The following video is going around Twitter. The tweet is here. It quite clearly shows a mother attempting to steer her son into a trans identity. She is absolutely committed to communicating to this boy that being trans will make him special and more deserving of her attention.
Young children can rarely if ever truly differentiate attention and love, so this is, in my view, quite literally an attempt to tell her son that he will be more lovable to his mother if he decides he’s a girl.
I will spare you the ranting that this topic deserves, the wholly justifiable outraged moral condemnation. I’ve done that in other posts, including this one that goes in depth about how the “trans kid” phenomenon is moving us towards pedophilia normalization.
This post is just to comment on one aspect of the phenomenon: hyper-novelty.
Nature vs Nurture
In their book, A Hunter-Gatherer’s Guide to the 21st Century, my friends Dr. Heather Heying and Dr. Bret Weinstein go into deep and helpful detail about exactly what kind of creatures humans are.

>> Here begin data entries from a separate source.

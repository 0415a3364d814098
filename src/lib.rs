pub mod analyzer;
pub mod extract;
pub mod io;
pub mod models;
pub mod patterns;
pub mod store;
pub mod transcribe;
pub mod validate;

pub use analyzer::{
    AnalyzerError, DisabledAnalyzer, EntityAnalyzer, LexiconAnalyzer, RemoteAnalyzer,
    RemoteAnalyzerConfig, SerializedAnalyzer,
};
pub use extract::{extract_candidate, DigestConfig, ExtractionContext};
pub use io::{read_transcript, render_record, write_record};
pub use models::{
    Annotation, CandidateRecord, EntityLabel, EntitySpan, Sentence, StoredCandidate,
};
pub use patterns::PatternLibrary;
pub use store::{CandidateStore, StoreError};
pub use transcribe::{TranscribeError, TranscriberConfig, TranscriptionClient};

On the never-ending “nature vs nurture” debate, their framing is the most helpful one, accurate and nuanced: humans are not blank slates, but we are the blankest slates in nature.
Evolution is not wasteful. Our childhoods last an astonishing percentage of our lives, compared to the rest of nature, because our childhoods actually matter.

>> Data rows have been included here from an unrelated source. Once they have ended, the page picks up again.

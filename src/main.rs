use std::path::PathBuf;

use anyhow::{Context, Result};
use clap::{Parser, Subcommand};
use tracing::{info, Level};
use tracing_subscriber::FmtSubscriber;

use dossier::{
    extract_candidate, read_transcript, render_record, write_record, CandidateStore,
    DisabledAnalyzer, EntityAnalyzer, ExtractionContext, LexiconAnalyzer, RemoteAnalyzer,
    RemoteAnalyzerConfig, TranscriberConfig, TranscriptionClient,
};

/// Transcripts shorter than this after transcription are treated as a
/// transcription failure rather than a valid interview
const MIN_TRANSCRIPT_CHARS: usize = 10;

#[derive(Parser)]
#[command(name = "dossier")]
#[command(author, version, about = "Candidate record extraction from interview transcripts", long_about = None)]
struct Cli {
    #[command(subcommand)]
    command: Commands,
}

#[derive(Subcommand)]
enum Commands {
    /// Extract a candidate record from a transcript text file
    Extract {
        /// Input transcript file (plain text)
        #[arg(short, long)]
        input: PathBuf,

        /// Output file for the record (JSON); printed to stdout if omitted
        #[arg(short, long)]
        output: Option<PathBuf>,

        /// Skip entity analysis and keep only regex-backed fields
        #[arg(long)]
        regex_only: bool,

        /// Use the remote NER service instead of the built-in tagger
        #[arg(long)]
        remote_ner: bool,

        /// Verbose output
        #[arg(short, long)]
        verbose: bool,
    },

    /// Transcribe an interview recording, extract, and store the candidate
    Process {
        /// Input audio file (mp3, wav, m4a, mp4, ogg, flac, webm)
        #[arg(short, long)]
        input: PathBuf,

        /// Candidate store file
        #[arg(short, long, default_value = "candidates.json")]
        store: PathBuf,

        /// Use the remote NER service instead of the built-in tagger
        #[arg(long)]
        remote_ner: bool,

        /// Verbose output
        #[arg(short, long)]
        verbose: bool,
    },

    /// List stored candidates, newest first
    List {
        /// Candidate store file
        #[arg(short, long, default_value = "candidates.json")]
        store: PathBuf,

        /// Verbose output
        #[arg(short, long)]
        verbose: bool,
    },

    /// Delete a stored candidate by id
    Delete {
        /// Candidate id to delete
        id: String,

        /// Candidate store file
        #[arg(short, long, default_value = "candidates.json")]
        store: PathBuf,

        /// Verbose output
        #[arg(short, long)]
        verbose: bool,
    },
}

#[tokio::main]
async fn main() -> Result<()> {
    let cli = Cli::parse();

    match cli.command {
        Commands::Extract {
            input,
            output,
            regex_only,
            remote_ner,
            verbose,
        } => {
            setup_logging(verbose);
            run_extract(input, output, regex_only, remote_ner).await
        }
        Commands::Process {
            input,
            store,
            remote_ner,
            verbose,
        } => {
            setup_logging(verbose);
            run_process(input, store, remote_ner).await
        }
        Commands::List { store, verbose } => {
            setup_logging(verbose);
            run_list(store)
        }
        Commands::Delete { id, store, verbose } => {
            setup_logging(verbose);
            run_delete(store, &id)
        }
    }
}

fn setup_logging(verbose: bool) {
    let level = if verbose { Level::DEBUG } else { Level::INFO };
    let subscriber = FmtSubscriber::builder().with_max_level(level).finish();
    tracing::subscriber::set_global_default(subscriber).ok();
}

fn build_context(regex_only: bool, remote_ner: bool) -> Result<ExtractionContext> {
    let analyzer: Box<dyn EntityAnalyzer> = if regex_only {
        Box::new(DisabledAnalyzer)
    } else if remote_ner {
        let config = RemoteAnalyzerConfig::from_env()
            .context("Remote NER service is not configured")?;
        Box::new(RemoteAnalyzer::new(config))
    } else {
        Box::new(LexiconAnalyzer::new())
    };
    Ok(ExtractionContext::with_analyzer(analyzer))
}

async fn run_extract(
    input: PathBuf,
    output: Option<PathBuf>,
    regex_only: bool,
    remote_ner: bool,
) -> Result<()> {
    info!("Loading transcript from {:?}", input);
    let transcript = read_transcript(&input)?;

    let ctx = build_context(regex_only, remote_ner)?;
    let record = extract_candidate(&transcript, &ctx).await;

    info!("Extracted {} of 9 fields", record.populated_fields());

    match output {
        Some(path) => {
            write_record(&record, &path)?;
            info!("Record written to {:?}", path);
        }
        None => println!("{}", render_record(&record)?),
    }

    Ok(())
}

async fn run_process(input: PathBuf, store_path: PathBuf, remote_ner: bool) -> Result<()> {
    // Step 1: transcribe the recording
    let transcriber_config =
        TranscriberConfig::from_env().context("Transcription service is not configured")?;
    let transcriber = TranscriptionClient::new(transcriber_config);

    info!("Transcribing {:?}", input);
    let transcript = transcriber
        .transcribe_file(&input)
        .await
        .context("Failed to transcribe audio")?;

    if transcript.len() < MIN_TRANSCRIPT_CHARS {
        anyhow::bail!("Transcription returned insufficient text");
    }

    // Step 2: extract the candidate record
    let ctx = build_context(false, remote_ner)?;
    let record = extract_candidate(&transcript, &ctx).await;
    info!("Extracted {} of 9 fields", record.populated_fields());

    // Step 3: persist
    let store = CandidateStore::open(store_path);
    let stored = store
        .create(record, Some(&transcript))
        .context("Failed to store candidate")?;

    info!("Candidate stored with id {}", stored.id);
    println!("{}", render_record(&stored.record)?);

    Ok(())
}

fn run_list(store_path: PathBuf) -> Result<()> {
    let store = CandidateStore::open(store_path);
    let candidates = store.list().context("Failed to read candidate store")?;

    println!("Candidates: {}", candidates.len());
    for candidate in candidates {
        println!(
            "{}  {}  {}  {}",
            candidate.id,
            candidate.created_at.format("%Y-%m-%d %H:%M"),
            candidate.record.name.as_deref().unwrap_or("-"),
            candidate.record.email.as_deref().unwrap_or("-"),
        );
    }

    Ok(())
}

fn run_delete(store_path: PathBuf, id: &str) -> Result<()> {
    let store = CandidateStore::open(store_path);
    let deleted = store.delete(id).context("Failed to update candidate store")?;

    if deleted {
        println!("Deleted candidate {}", id);
    } else {
        anyhow::bail!("Candidate not found: {}", id);
    }

    Ok(())
}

The fashionable blank slatism of (mostly) the left is wrong, but so is the genetic determinism of (mostly) the right. Childhoods matter. Developmental experiences matter. Childhood trauma is powerful and it matters, and this is still true for actual trauma even as our culture tries to dumb the definition of trauma down to “thing that made me mildly uncomfortable for a minute.” What we experience and are exposed to, how we are taught to think and react to the world as children—these become our baseline settings, and they matter.
Their book presents a full evolutionary toolkit for viewing and understanding the world, and I can’t recommend it highly enough.

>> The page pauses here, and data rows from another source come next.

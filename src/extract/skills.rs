use std::collections::BTreeSet;

use crate::patterns::vocab::{MULTI_WORD_SKILLS, SKILL_SET};

use super::title_case;

/// Extract recognized skills.
///
/// Single-word skills are found by tokenizing the transcript once and
/// doing an O(1) set-membership lookup per token; multi-word skills by a
/// substring scan of the lowercased transcript. Matches are deduplicated,
/// title-cased, sorted alphabetically, and comma-joined.
pub fn extract_skills(transcript: &str) -> Option<String> {
    let lower = transcript.to_lowercase();
    let mut found: BTreeSet<String> = BTreeSet::new();

    for token in lower.split_whitespace() {
        let token = trim_token(token);
        if SKILL_SET.contains(token) {
            found.insert(title_case(token));
        }
    }

    for skill in MULTI_WORD_SKILLS.iter() {
        if lower.contains(skill) {
            found.insert(title_case(skill));
        }
    }

    if found.is_empty() {
        None
    } else {
        Some(found.into_iter().collect::<Vec<_>>().join(", "))
    }
}

/// Strip phrase punctuation from token edges without touching characters
/// that belong to skill names ("c++", "c#", ".net").
fn trim_token(token: &str) -> &str {
    token
        .trim_start_matches(['"', '(', ',', ';', ':', '!', '?'])
        .trim_end_matches(['"', ')', ',', '.', ';', ':', '!', '?'])
}
pub mod vocab;

use std::sync::LazyLock;

use regex::Regex;

use crate::patterns::vocab::CITIES;

/// Precompiled matchers shared by all field extractors.
///
/// Built once per process and reused across extraction calls; a malformed
/// pattern is a build defect, so compilation failures panic at first use
/// rather than surfacing as runtime errors.
pub struct PatternLibrary {
    /// Email address shape
    pub email: Regex,
    /// Phone number with optional country code and separators
    pub phone: Regex,
    /// Any plausible year (1900-2099)
    pub year: Regex,
    /// Recent year (2000-2039), used by the graduation-year fallback
    pub recent_year: Regex,
    /// Experience surface patterns, in priority order; first match wins
    pub experience: Vec<Regex>,
    /// City gazetteer alternation
    pub city: Regex,
    /// Explicit "degree in <specialization>" phrasing
    pub degree_in: Regex,
    /// Degree abbreviations paired with their canonical rendering,
    /// in priority order (specific forms before generic ones)
    pub degree_abbrev: Vec<(Regex, &'static str)>,
}

impl PatternLibrary {
    fn new() -> Self {
        let city_alternation = format!(r"(?i)\b({})\b", CITIES.join("|"));

        Self {
            email: compile(r"\b[A-Za-z0-9._%+-]+@[A-Za-z0-9.-]+\.[A-Za-z]{2,}\b"),
            // 3-3-4 grouping with optional country code, or the 5-5
            // grouping mobile numbers are usually read out in
            phone: compile(
                r"(\+?\d{1,3}[-.\s]?)?(?:\(?\d{3}\)?[-.\s]?\d{3}[-.\s]?\d{4}|\d{5}[-.\s]\d{5})",
            ),
            year: compile(r"\b(19\d{2}|20\d{2})\b"),
            recent_year: compile(r"\b(20[0-3]\d)\b"),
            experience: vec![
                compile(r"(?i)\b(\d{1,2})\s*\+?\s*(?:years?|yrs?)\s*(?:of\s*)?experience"),
                compile(r"(?i)\bexperience\s*(?:of\s*)?(\d{1,2})\s*(?:years?|yrs?)"),
                compile(r"(?i)\b(\d{1,2})\s*\+?\s*(?:years?|yrs?)\s+(?:in|working)\b"),
            ],
            city: compile(&city_alternation),
            degree_in: compile(
                r"(?i)\bdegree\s+in\s+([a-z ]+(?:engineering|science|technology|administration))",
            ),
            degree_abbrev: vec![
                (compile(r"(?i)\bb\.?\s?tech\b\.?"), "B.Tech"),
                (compile(r"(?i)\bm\.?\s?tech\b\.?"), "M.Tech"),
                (compile(r"(?i)\bb\.\s?e\b\.?"), "B.E."),
                (compile(r"(?i)\bm\.\s?e\b\.?"), "M.E."),
                (compile(r"(?i)\bb\.?\s?sc\b\.?"), "B.Sc"),
                (compile(r"(?i)\bm\.?\s?sc\b\.?"), "M.Sc"),
                (compile(r"(?i)\b(?:m\.b\.a|mba)\b\.?"), "MBA"),
                (compile(r"(?i)\bbachelor(?:'s|s)?\b"), "Bachelor's"),
                (compile(r"(?i)\bmaster(?:'s|s)?\b"), "Master's"),
            ],
        }
    }

    /// The process-wide library, compiled on first use
    pub fn global() -> &'static PatternLibrary {
        static LIBRARY: LazyLock<PatternLibrary> = LazyLock::new(PatternLibrary::new);
        &LIBRARY
    }
}

fn compile(pattern: &str) -> Regex {
    Regex::new(pattern).expect("pattern library regex must compile")
}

One of the overarching themes is this: the human niche is niche-switching, but the pace of change in our present era is damaging us.
The hyper-novelty is just too novel; it’s all happening too fast and we have to actively work to help ourselves and our loved ones understand and mitigate the damage. We have to work with and not against the facts of the kinds of creatures that humans are.
“Trans Kids” as a Hyper Novel Phenomenon
Once I processed my emotions around the video shown above, something occurred to me.
In the not-so-distant past, and especially in the era when we were letting go of stereotypes as a society and embracing more individual freedom, something was largely true about this type of parent. If you were a parent who objected to the type of kid that you had—by which I mean some immutable aspect of your child, like their sex, or some extremely-difficult-to-change-and-not-wholly-changeable aspect of your child, like their basic temperament—trying to change them was enormously expensive.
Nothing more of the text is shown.